IT managers make New Year

If you had asked an IT manager for a New Year’s resolution last year the response would have been a no brainer: deal with that nagging Y2K thing. But now that the majority of the issue is behind them, what sort of resolutions are they making this year?

While there was little consensus, there are some general underlying issues that IT managers feel need to be dealt with in order to make their job both more effective and easier.

Speaking to several IT specialists, ComputerWorld Canada found there were two areas that all agreed needed more work: increasing the amount of communication between the IT sector and the rest of the company, and increasing the knowledge IT managers have of the overall business processes. And, as it turns out, increasing one tends to lead to an increase of the other.

Good communication is the foundation of most relationships, up to and including the running of a multinational corporation with 100,000 employees.

The following metaphorical, but to the point, statement is courtesy of Kenneth Grant, director of the School of Information Technology Management at Ryerson University in Toronto. “If they actually opened the doors of fortress IT and looked outside they would find friendly natives around, not even throwing things at them. They want them to come out and play.”
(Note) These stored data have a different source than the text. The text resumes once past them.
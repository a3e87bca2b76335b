pub mod barcheck;
pub mod config;
pub mod directives;
pub mod error;
pub mod excerpt;
pub mod songbook;
pub mod transpose;

pub use barcheck::{check_bar, check_partial, BarCheck, FixMode};
pub use config::Config;
pub use directives::{
    parse_transpose_directive, read_directives, read_transpose_directive, DirectiveKind, Directives,
    TimeSignature,
};
pub use error::*;
pub use excerpt::{extract, extract_with, Excerpt, ExtractOptions};
pub use songbook::Songbook;
pub use transpose::{PitchClass, TransposeInterval, Transposer};

use std::path::Path;

/// Extract the excerpt of a single file, transposing it when the file holds a
/// `\transpose` directive.
pub fn excerpt_file(path: &Path) -> Result<Excerpt, FourbarError> {
    songbook::process_file(path, &Config::default())
}

/// Build the songbook document for every melody file in `dir`.
pub fn songbook_for_dir(dir: &Path) -> Result<String, FourbarError> {
    Ok(Songbook::build(Config::default(), dir)?.render())
}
He was by no means alone in talking about the siege mentality that sometimes infects the IT community.

Hugh Kelly, vice-president of information technology at the LCBO in Toronto agrees. “They (IT managers) need to get out into the business. It is so easy to get caught into the trap of being totally internalized and spending 80 per cent of your time managing the IT department,” he said.

He added that managers should spend at least 50 per cent of their time looking outward from the IT division and that he personally tries to spend up to 80 per cent of his time outside of his department. By getting his own IT people out talking and communicating with store managers, for example, Kelly said it puts a name to a face. The payoff, he said, is when there is a problem store managers can call directly to the IT person they have met instead of going up the chain of command, across to IT and back down. Kelly said getting communication going at the lower levels is not only faster but also a great deal more efficient.

Gene Wilburn, the Royal Ontario Museum’s assistant director of new media resources in Toronto, said his small organization allows him to naturally communicate and network with all sections of the museum. “You see people, you communicate, you talk with others. There is a real sense of community, rather than say isolation. I think probably the bigger you are the more tendency there is to become a little isolated,” he said.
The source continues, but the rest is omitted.